**EXERCISE INPUTS**
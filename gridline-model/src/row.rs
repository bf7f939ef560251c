use crate::schema::Schema;
use serde::{Deserialize, Serialize};
use serde_json::{Map, Value};
use std::borrow::Cow;
use uuid::Uuid;

/// Whether a row has been confirmed by the remote store.
///
/// Locally created rows are inserted into the collection optimistically,
/// before the server has assigned them a real id. The status tags them
/// explicitly so reconciliation and rollback match on the tag rather
/// than on an id-prefix convention.
#[derive(Debug, Clone, Default, PartialEq, Eq)]
pub enum RowStatus {
    /// The row exists on the remote store.
    #[default]
    Confirmed,
    /// The row only exists locally, under the given temporary id.
    Pending(String),
}

/// One record of the managed collection.
///
/// An open, ordered mapping from column key to JSON value, with the
/// reserved key `id` identifying the row. Rows round-trip through the
/// remote endpoints as plain JSON objects; the status tag is local-only.
#[derive(Debug, Clone, PartialEq, Serialize, Deserialize)]
pub struct Row {
    #[serde(flatten)]
    values: Map<String, Value>,
    #[serde(skip)]
    status: RowStatus,
}

impl Row {
    /// Creates a confirmed row from a value map.
    pub fn new(values: Map<String, Value>) -> Self {
        Self {
            values,
            status: RowStatus::Confirmed,
        }
    }

    /// Builds a pending row from schema defaults: each field starts at
    /// its `default_value` (else null), and the reserved `id` key holds
    /// a generated temporary id.
    pub fn from_defaults(schema: &Schema) -> Self {
        let mut values = Map::new();
        for field in schema.fields() {
            let value = field.default_value.clone().unwrap_or(Value::Null);
            values.insert(field.key.clone(), value);
        }
        let temp_id = format!("temp-{}", Uuid::new_v4());
        values.insert("id".to_string(), Value::String(temp_id.clone()));
        Self {
            values,
            status: RowStatus::Pending(temp_id),
        }
    }

    /// The row's identifier value, if present.
    pub fn id(&self) -> Option<&Value> {
        self.values.get("id")
    }

    /// The local status tag.
    pub fn status(&self) -> &RowStatus {
        &self.status
    }

    /// Whether this row is awaiting remote confirmation.
    pub fn is_pending(&self) -> bool {
        matches!(self.status, RowStatus::Pending(_))
    }

    /// The temporary id, when pending.
    pub fn temp_id(&self) -> Option<&str> {
        match &self.status {
            RowStatus::Pending(id) => Some(id),
            RowStatus::Confirmed => None,
        }
    }

    /// Gets a column value.
    pub fn get(&self, key: &str) -> Option<&Value> {
        self.values.get(key)
    }

    /// Sets a column value.
    pub fn set(&mut self, key: impl Into<String>, value: Value) {
        self.values.insert(key.into(), value);
    }

    /// All column keys in insertion order.
    pub fn keys(&self) -> impl Iterator<Item = &str> {
        self.values.keys().map(String::as_str)
    }

    /// The underlying value map.
    pub fn values(&self) -> &Map<String, Value> {
        &self.values
    }

    /// A copy of this row with the reserved `id` key removed, for
    /// submission to the create endpoint.
    pub fn without_id(&self) -> Self {
        let mut values = self.values.clone();
        values.remove("id");
        Self {
            values,
            status: RowStatus::Confirmed,
        }
    }

    /// Stringifies a column value for display and substring matching.
    /// Null yields `None`; a null value never matches a filter.
    pub fn display(&self, key: &str) -> Option<Cow<'_, str>> {
        self.values.get(key).and_then(display_value)
    }
}

/// Stringifies a JSON value the way renderers show it: strings as-is,
/// numbers and booleans via their canonical text form, null as absent.
fn display_value(value: &Value) -> Option<Cow<'_, str>> {
    match value {
        Value::Null => None,
        Value::String(s) => Some(Cow::Borrowed(s)),
        Value::Bool(b) => Some(Cow::Borrowed(if *b { "true" } else { "false" })),
        Value::Number(n) => Some(Cow::Owned(n.to_string())),
        other => Some(Cow::Owned(other.to_string())),
    }
}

**PROBLEM STATEMENT**
Start at the first line of the material and write everything out exactly.

**TASK ANSWER**
filename gridline-model/src/row.rs
repository bf7f939ef560251c
use crate::schema::Schema;
use serde::{Deserialize, Serialize};
use serde_json::{Map, Value};
use std::borrow::Cow;
use uuid::Uuid;

/// Whether a row has been confirmed by the remote store.
///
/// Locally created rows are inserted into the collection optimistically,
/// before the server has assigned them a real id. The status tags them
/// explicitly so reconciliation and rollback match on the tag rather
/// than on an id-prefix convention.
#[derive(Debug, Clone, Default, PartialEq, Eq)]
pub enum RowStatus {
    /// The row exists on the remote store.
    #[default]
    Confirmed,
    /// The row only exists locally, under the given temporary id.
    Pending(String),
}

/// One record of the managed collection.
///
/// An open, ordered mapping from column key to JSON value, with the
/// reserved key `id` identifying the row. Rows round-trip through the
/// remote endpoints as plain JSON objects; the status tag is local-only.
#[derive(Debug, Clone, PartialEq, Serialize, Deserialize)]
pub struct Row {
    #[serde(flatten)]
    values: Map<String, Value>,
    #[serde(skip)]
    status: RowStatus,
}

impl Row {
    /// Creates a confirmed row from a value map.
    pub fn new(values: Map<String, Value>) -> Self {
        Self {
            values,
            status: RowStatus::Confirmed,
        }
    }

    /// Builds a pending row from schema defaults: each field starts at
    /// its `default_value` (else null), and the reserved `id` key holds
    /// a generated temporary id.
    pub fn from_defaults(schema: &Schema) -> Self {
        let mut values = Map::new();
        for field in schema.fields() {
            let value = field.default_value.clone().unwrap_or(Value::Null);
            values.insert(field.key.clone(), value);
        }
        let temp_id = format!("temp-{}", Uuid::new_v4());
        values.insert("id".to_string(), Value::String(temp_id.clone()));
        Self {
            values,
            status: RowStatus::Pending(temp_id),
        }
    }

    /// The row's identifier value, if present.
    pub fn id(&self) -> Option<&Value> {
        self.values.get("id")
    }

    /// The local status tag.
    pub fn status(&self) -> &RowStatus {
        &self.status
    }

    /// Whether this row is awaiting remote confirmation.
    pub fn is_pending(&self) -> bool {
        matches!(self.status, RowStatus::Pending(_))
    }

    /// The temporary id, when pending.
    pub fn temp_id(&self) -> Option<&str> {
        match &self.status {
            RowStatus::Pending(id) => Some(id),
            RowStatus::Confirmed => None,
        }
    }

    /// Gets a column value.
    pub fn get(&self, key: &str) -> Option<&Value> {
        self.values.get(key)
    }

    /// Sets a column value.
    pub fn set(&mut self, key: impl Into<String>, value: Value) {
        self.values.insert(key.into(), value);
    }

    /// All column keys in insertion order.
    pub fn keys(&self) -> impl Iterator<Item = &str> {
        self.values.keys().map(String::as_str)
    }

    /// The underlying value map.
    pub fn values(&self) -> &Map<String, Value> {
        &self.values
    }

    /// A copy of this row with the reserved `id` key removed, for
    /// submission to the create endpoint.
    pub fn without_id(&self) -> Self {
        let mut values = self.values.clone();
        values.remove("id");
        Self {
            values,
            status: RowStatus::Confirmed,
        }
    }

    /// Stringifies a column value for display and substring matching.
    /// Null yields `None`; a null value never matches a filter.
    pub fn display(&self, key: &str) -> Option<Cow<'_, str>> {
        self.values.get(key).and_then(display_value)
    }
}

/// Stringifies a JSON value the way renderers show it: strings as-is,
/// numbers and booleans via their canonical text form, null as absent.
fn display_value(value: &Value) -> Option<Cow<'_, str>> {
    match value {
        Value::Null => None,
        Value::String(s) => Some(Cow::Borrowed(s)),
        Value::Bool(b) => Some(Cow::Borrowed(if *b { "true" } else { "false" })),
        Value::Number(n) => Some(Cow::Owned(n.to_string())),
        other => Some(Cow::Owned(other.to_string())),
    }
}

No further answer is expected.